Normal and pathological human testes express hormone-sensitive lipase and the lipid receptors CLA-1/SR-BI and CD36.

Numerous studies have demonstrated the important role of cholesterol and cholesteryl esters in tumor cell proliferation and progression of cancer. However, few studies have focused on the role of lipid transporters and lipases in cancer development and progression. The present study examined the expression of hormone-sensitive lipase (HSL) and the scavenger receptors CLA-1/SR-BI and CD36 in normal human testis and in nontumor and tumor testicular disorders by immunohistochemistry and Western blotting analysis. In normal young testes, immunoreaction to CLA-1/SR-BI was found in the spermatid acrosomic vesicle and on the surface of Sertoli and Leydig cells. HSL was detected in spermatogonia, the Golgi region of spermatocytes, the nucleus of spermatids, and the cytoplasm of both Sertoli and Leydig cells. Elderly testes and testes with hypospermatogenesis showed a similar staining pattern to that of normal young testes except for CD36, which was expressed in Sertoli cells. Cryptorchid testes demonstrated intense labeling to HSL and weak labeling to SR-BI in Sertoli cells (nucleus and cytoplasm) and Leydig cells (cytoplasm). Seminiferous tubules with intratubular germ cell neoplasia exhibited intense immunolabeling to the 3 lipid receptors in the surface of neoplastic cells and to HSL in the nucleus. In seminoma and spermatocytic seminoma, neoplastic cells labeled to HSL but failed to stain with antilipid receptors; in the seminiferous tubules at the periphery of the tumour, Charcot-Böttcher crystalloids of Sertoli cells were strongly positive to CLA-1. Testes with mature teratoma showed a weak reaction to CD36 and SR-BI in some cells of enteric-type glands, and immature teratoma were exclusively immunolabeled with HSL. Western blotting analysis revealed that multiple bands were immunolabeled, with differences seen between normal and pathological testes.
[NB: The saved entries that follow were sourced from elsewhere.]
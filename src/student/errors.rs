//! # Student Errors
//!
//! Error taxonomy shared by the record store, the service and the HTTP layer.

use std::fmt;

use thiserror::Error;

use crate::storage::StorageError;

/// Result type for student operations
pub type StudentResult<T> = Result<T, StudentError>;

/// Which field and rule a rejected payload violated
#[derive(Debug, Clone, PartialEq, Eq)]
pub struct ValidationDetails {
    /// Field name as clients send it (e.g. "rollNumber")
    pub field: String,
    /// Human-readable rule that failed
    pub rule: String,
}

impl ValidationDetails {
    pub fn new(field: impl Into<String>, rule: impl Into<String>) -> Self {
        Self {
            field: field.into(),
            rule: rule.into(),
        }
    }

    pub fn required(field: impl Into<String>) -> Self {
        Self::new(field, "is required")
    }

    pub fn not_in_domain(field: impl Into<String>, value: &str, allowed: &[&str]) -> Self {
        Self::new(
            field,
            format!(
                "`{}` is not a valid value (expected one of: {})",
                value,
                allowed.join(", ")
            ),
        )
    }
}

impl fmt::Display for ValidationDetails {
    fn fmt(&self, f: &mut fmt::Formatter<'_>) -> fmt::Result {
        write!(f, "{} {}", self.field, self.rule)
    }
}

/// Student record errors
#[derive(Debug, Clone, Error)]
pub enum StudentError {
    /// Missing or out-of-domain field
    #[error("Validation failed: {0}")]
    Validation(ValidationDetails),

    /// Unique constraint violated on `rollNumber` or `email`
    #[error("{field} already exists")]
    DuplicateKey { field: &'static str },

    /// Unknown or malformed identifier
    #[error("Student not found")]
    NotFound,

    /// Persistence unavailable or failed
    #[error("Store fault: {0}")]
    StoreFault(String),
}

impl StudentError {
    pub fn validation(field: impl Into<String>, rule: impl Into<String>) -> Self {
        Self::Validation(ValidationDetails::new(field, rule))
    }

    pub fn store_fault(msg: impl Into<String>) -> Self {
        Self::StoreFault(msg.into())
    }

    /// Error code for API responses
    pub fn code(&self) -> &'static str {
        match self {
            Self::Validation(_) => "VALIDATION_FAILED",
            Self::DuplicateKey { .. } => "DUPLICATE_KEY",
            Self::NotFound => "NOT_FOUND",
            Self::StoreFault(_) => "STORE_FAULT",
        }
    }

    /// HTTP status code
    pub fn status_code(&self) -> u16 {
        match self {
            Self::Validation(_) => 400,
            Self::DuplicateKey { .. } => 409,
            Self::NotFound => 404,
            Self::StoreFault(_) => 500,
        }
    }

    /// The offending field, where one applies
    pub fn field(&self) -> Option<&str> {
        match self {
            Self::Validation(details) => Some(&details.field),
            Self::DuplicateKey { field } => Some(field),
            Self::NotFound | Self::StoreFault(_) => None,
        }
    }

    /// Client errors are logged at WARN, store faults at ERROR
    pub fn is_client_error(&self) -> bool {
        self.status_code() < 500
    }
}

impl From<StorageError> for StudentError {
    fn from(err: StorageError) -> Self {
        Self::StoreFault(err.to_string())
    }
}

#[cfg(test)]
mod tests {
    use super::*;

    #[test]
    fn test_status_codes() {
        assert_eq!(StudentError::validation("status", "bad").status_code(), 400);
        assert_eq!(
            StudentError::DuplicateKey { field: "email" }.status_code(),
            409
        );
        assert_eq!(StudentError::NotFound.status_code(), 404);
        assert_eq!(StudentError::store_fault("disk").status_code(), 500);
    }

    #[test]
    fn test_duplicate_message_names_field() {
        let err = StudentError::DuplicateKey {
            field: "rollNumber",
        };
        assert_eq!(err.to_string(), "rollNumber already exists");
        assert_eq!(err.field(), Some("rollNumber"));
    }

    #[test]
    fn test_validation_message_names_field_and_rule() {
        let err = StudentError::Validation(ValidationDetails::required("fullName"));
        assert_eq!(err.to_string(), "Validation failed: fullName is required");
        assert!(err.is_client_error());
    }

    #[test]
    fn test_storage_error_becomes_store_fault() {
        let err: StudentError = StorageError::data_corruption("bad checksum").into();
        assert_eq!(err.code(), "STORE_FAULT");
        assert!(!err.is_client_error());
    }
}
The results of this study indicate that the presence of lipid receptors (CLA-1/SR-BI) and hormone-sensitive lipase in Leydig cells suggests a role of these proteins in steroidogenesis. Also, these proteins seem to be involved in spermiogenesis, as their labeling in spermatids suggests. In nonmalignant and malignant pathologies, cholesterol metabolism is probably altered, and HSL labeling in neoplastic germ cell nuclei suggests a still-unknown function of this enzyme, probably related to cell cycle regulation.